(PROVIDED DATA begins)
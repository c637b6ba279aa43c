use std::collections::BTreeMap;
use std::sync::Arc;

use rust_decimal::Decimal;

use crate::errors::{RouterError, RouterResult};
use crate::models::pool::{PoolKind, PoolSnapshot};
use crate::models::tick::TickModel;
use crate::models::token::TokenAmount;

use super::{math, RoutablePool};

/// Routable view of a concentrated-liquidity pool: the snapshot plus the
/// lazily fetched tick model. Simulation walks liquidity buckets in the swap
/// direction, stepping the sqrt price bucket by bucket until the input is
/// exhausted.
#[derive(Debug, Clone)]
pub struct RoutableConcentratedPool {
    snapshot: Arc<PoolSnapshot>,
    tick_model: Option<TickModel>,
    token_out_denom: String,
    taker_fee: Decimal,
}

impl RoutableConcentratedPool {
    pub fn new(
        snapshot: Arc<PoolSnapshot>,
        tick_model: Option<TickModel>,
        token_out_denom: String,
        taker_fee: Decimal,
    ) -> Self {
        Self {
            snapshot,
            tick_model,
            token_out_denom,
            taker_fee,
        }
    }

    /// Validates the tick model invariants and returns the starting bucket
    /// index. Every violation is a named error; the simulator never defaults
    /// its way past inconsistent ingested state.
    fn validated_tick_model(&self) -> RouterResult<(&TickModel, usize)> {
        let pool_id = self.snapshot.id;
        let tick_model = self
            .tick_model
            .as_ref()
            .ok_or(RouterError::ConcentratedNoTickModel { pool_id })?;

        if tick_model.has_no_liquidity {
            return Err(RouterError::ConcentratedNoLiquidity { pool_id });
        }

        let bucket_index = tick_model.current_bucket_index;
        if bucket_index < 0 || bucket_index as usize >= tick_model.buckets.len() {
            return Err(RouterError::ConcentratedCurrentBucketOutOfRange {
                pool_id,
                bucket_index,
                total_buckets: tick_model.buckets.len(),
            });
        }

        let bucket = &tick_model.buckets[bucket_index as usize];
        let current_tick = self.snapshot.current_tick;
        if current_tick < bucket.lower_tick || current_tick >= bucket.upper_tick {
            return Err(RouterError::ConcentratedTickAndBucketMismatch {
                pool_id,
                current_tick,
                lower_tick: bucket.lower_tick,
                upper_tick: bucket.upper_tick,
            });
        }

        Ok((tick_model, bucket_index as usize))
    }
}

impl RoutablePool for RoutableConcentratedPool {
    fn id(&self) -> u64 {
        self.snapshot.id
    }

    fn kind(&self) -> PoolKind {
        PoolKind::ConcentratedLiquidity
    }

    fn denoms(&self) -> &[String] {
        &self.snapshot.denoms
    }

    fn token_out_denom(&self) -> &str {
        &self.token_out_denom
    }

    fn spread_factor(&self) -> Decimal {
        self.snapshot.spread_factor
    }

    fn taker_fee(&self) -> Decimal {
        self.taker_fee
    }

    fn balances(&self) -> &BTreeMap<String, u128> {
        &self.snapshot.balances
    }

    fn calculate_token_out_by_token_in(&self, token_in: &TokenAmount) -> RouterResult<TokenAmount> {
        let pool_id = self.snapshot.id;

        if !self.snapshot.has_denom(&token_in.denom) {
            return Err(RouterError::DenomNotInPool {
                pool_id,
                denom: token_in.denom.clone(),
            });
        }
        if token_in.denom == self.token_out_denom {
            return Err(RouterError::TokenOutMatchesTokenIn {
                denom: token_in.denom.clone(),
            });
        }

        let (tick_model, start_bucket) = self.validated_tick_model()?;

        let sqrt_price_start = self.snapshot.current_sqrt_price;
        if sqrt_price_start.is_zero() {
            return Err(RouterError::ConcentratedZeroCurrentSqrtPrice { pool_id });
        }

        // token0 in drives the price down through lower buckets; token1 in
        // drives it up.
        let zero_for_one = token_in.denom == self.snapshot.denoms[0];

        let mut remaining = math::dec_from_amount(token_in.amount)?;
        let mut total_out = Decimal::ZERO;
        let mut sqrt_price_current = sqrt_price_start;
        let mut bucket_index = start_bucket as i64;

        while remaining > Decimal::ZERO {
            if bucket_index < 0 || bucket_index as usize >= tick_model.buckets.len() {
                return Err(RouterError::ConcentratedInsufficientLiquidity {
                    pool_id,
                    amount_in: token_in.amount,
                });
            }
            let bucket = &tick_model.buckets[bucket_index as usize];

            let target_tick = if zero_for_one {
                bucket.lower_tick
            } else {
                bucket.upper_tick
            };
            let sqrt_price_target = math::sqrt_price_at_tick(target_tick)?;

            if bucket.liquidity.is_zero() {
                // Uninitialized gap: the price jumps to the boundary.
                sqrt_price_current = sqrt_price_target;
                bucket_index += if zero_for_one { -1 } else { 1 };
                continue;
            }

            let step = math::swap_step(
                sqrt_price_current,
                sqrt_price_target,
                bucket.liquidity,
                remaining,
                self.snapshot.spread_factor,
            );

            remaining -= step.amount_in + step.spread_charge;
            total_out += step.amount_out;
            sqrt_price_current = step.next_sqrt_price;

            if remaining > Decimal::ZERO {
                bucket_index += if zero_for_one { -1 } else { 1 };
            }
        }

        Ok(TokenAmount::new(
            self.token_out_denom.clone(),
            math::amount_from_dec(total_out),
        ))
    }
}
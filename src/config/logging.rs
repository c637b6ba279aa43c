use std::env;

use tracing_subscriber::{fmt, prelude::*, EnvFilter};

/// Initialize structured logging for the routing engine. Honors RUST_LOG;
/// defaults to info. Safe to call more than once (later calls are no-ops).
pub fn init_logging() {
    let log_level = env::var("RUST_LOG").unwrap_or_else(|_| "info".to_string());
    let filter = EnvFilter::try_from_default_env().unwrap_or_else(|_| EnvFilter::new(log_level));

    let subscriber = tracing_subscriber::registry()
        .with(filter)
        .with(fmt::layer().with_target(true));

    if let Err(e) = subscriber.try_init() {
        eprintln!("Failed to initialize tracing subscriber: {e}");
    }
}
(PROVIDED DATA ends)
All of the lines above must be returned exactly as they stand.

repository c637b6ba279aa43c
use std::collections::BTreeMap;
use std::sync::Arc;

use rust_decimal::Decimal;

use crate::errors::{RouterError, RouterResult};
use crate::models::pool::{PoolKind, PoolSnapshot};
use crate::models::tick::TickModel;
use crate::models::token::TokenAmount;

use super::{math, RoutablePool};

/// Routable view of a concentrated-liquidity pool: the snapshot plus the
/// lazily fetched tick model. Simulation walks liquidity buckets in the swap
/// direction, stepping the sqrt price bucket by bucket until the input is
/// exhausted.
#[derive(Debug, Clone)]
pub struct RoutableConcentratedPool {
    snapshot: Arc<PoolSnapshot>,
    tick_model: Option<TickModel>,
    token_out_denom: String,
    taker_fee: Decimal,
}

impl RoutableConcentratedPool {
    pub fn new(
        snapshot: Arc<PoolSnapshot>,
        tick_model: Option<TickModel>,
        token_out_denom: String,
        taker_fee: Decimal,
    ) -> Self {
        Self {
            snapshot,
            tick_model,
            token_out_denom,
            taker_fee,
        }
    }

    /// Validates the tick model invariants and returns the starting bucket
    /// index. Every violation is a named error; the simulator never defaults
    /// its way past inconsistent ingested state.
    fn validated_tick_model(&self) -> RouterResult<(&TickModel, usize)> {
        let pool_id = self.snapshot.id;
        let tick_model = self
            .tick_model
            .as_ref()
            .ok_or(RouterError::ConcentratedNoTickModel { pool_id })?;

        if tick_model.has_no_liquidity {
            return Err(RouterError::ConcentratedNoLiquidity { pool_id });
        }

        let bucket_index = tick_model.current_bucket_index;
        if bucket_index < 0 || bucket_index as usize >= tick_model.buckets.len() {
            return Err(RouterError::ConcentratedCurrentBucketOutOfRange {
                pool_id,
                bucket_index,
                total_buckets: tick_model.buckets.len(),
            });
        }

        let bucket = &tick_model.buckets[bucket_index as usize];
        let current_tick = self.snapshot.current_tick;
        if current_tick < bucket.lower_tick || current_tick >= bucket.upper_tick {
            return Err(RouterError::ConcentratedTickAndBucketMismatch {
                pool_id,
                current_tick,
                lower_tick: bucket.lower_tick,
                upper_tick: bucket.upper_tick,
            });
        }

        Ok((tick_model, bucket_index as usize))
    }
}

impl RoutablePool for RoutableConcentratedPool {
    fn id(&self) -> u64 {
        self.snapshot.id
    }

    fn kind(&self) -> PoolKind {
        PoolKind::ConcentratedLiquidity
    }

    fn denoms(&self) -> &[String] {
        &self.snapshot.denoms
    }

    fn token_out_denom(&self) -> &str {
        &self.token_out_denom
    }

    fn spread_factor(&self) -> Decimal {
        self.snapshot.spread_factor
    }

    fn taker_fee(&self) -> Decimal {
        self.taker_fee
    }

    fn balances(&self) -> &BTreeMap<String, u128> {
        &self.snapshot.balances
    }

    fn calculate_token_out_by_token_in(&self, token_in: &TokenAmount) -> RouterResult<TokenAmount> {
        let pool_id = self.snapshot.id;

        if !self.snapshot.has_denom(&token_in.denom) {
            return Err(RouterError::DenomNotInPool {
                pool_id,
                denom: token_in.denom.clone(),
            });
        }
        if token_in.denom == self.token_out_denom {
            return Err(RouterError::TokenOutMatchesTokenIn {
                denom: token_in.denom.clone(),
            });
        }

        let (tick_model, start_bucket) = self.validated_tick_model()?;

        let sqrt_price_start = self.snapshot.current_sqrt_price;
        if sqrt_price_start.is_zero() {
            return Err(RouterError::ConcentratedZeroCurrentSqrtPrice { pool_id });
        }

        // token0 in drives the price down through lower buckets; token1 in
        // drives it up.
        let zero_for_one = token_in.denom == self.snapshot.denoms[0];

        let mut remaining = math::dec_from_amount(token_in.amount)?;
        let mut total_out = Decimal::ZERO;
        let mut sqrt_price_current = sqrt_price_start;
        let mut bucket_index = start_bucket as i64;

        while remaining > Decimal::ZERO {
            if bucket_index < 0 || bucket_index as usize >= tick_model.buckets.len() {
                return Err(RouterError::ConcentratedInsufficientLiquidity {
                    pool_id,
                    amount_in: token_in.amount,
                });
            }
            let bucket = &tick_model.buckets[bucket_index as usize];

            let target_tick = if zero_for_one {
                bucket.lower_tick
            } else {
                bucket.upper_tick
            };
            let sqrt_price_target = math::sqrt_price_at_tick(target_tick)?;

            if bucket.liquidity.is_zero() {
                // Uninitialized gap: the price jumps to the boundary.
                sqrt_price_current = sqrt_price_target;
                bucket_index += if zero_for_one { -1 } else { 1 };
                continue;
            }

            let step = math::swap_step(
                sqrt_price_current,
                sqrt_price_target,
                bucket.liquidity,
                remaining,
                self.snapshot.spread_factor,
            );

            remaining -= step.amount_in + step.spread_charge;
            total_out += step.amount_out;
            sqrt_price_current = step.next_sqrt_price;

            if remaining > Decimal::ZERO {
                bucket_index += if zero_for_one { -1 } else { 1 };
            }
        }

        Ok(TokenAmount::new(
            self.token_out_denom.clone(),
            math::amount_from_dec(total_out),
        ))
    }
}
filename src/config/logging.rs
repository c637b6ba279aa43c
use std::env;

use tracing_subscriber::{fmt, prelude::*, EnvFilter};

/// Initialize structured logging for the routing engine. Honors RUST_LOG;
/// defaults to info. Safe to call more than once (later calls are no-ops).
pub fn init_logging() {
    let log_level = env::var("RUST_LOG").unwrap_or_else(|_| "info".to_string());
    let filter = EnvFilter::try_from_default_env().unwrap_or_else(|_| EnvFilter::new(log_level));

    let subscriber = tracing_subscriber::registry()
        .with(filter)
        .with(fmt::layer().with_target(true));

    if let Err(e) = subscriber.try_init() {
        eprintln!("Failed to initialize tracing subscriber: {e}");
    }
}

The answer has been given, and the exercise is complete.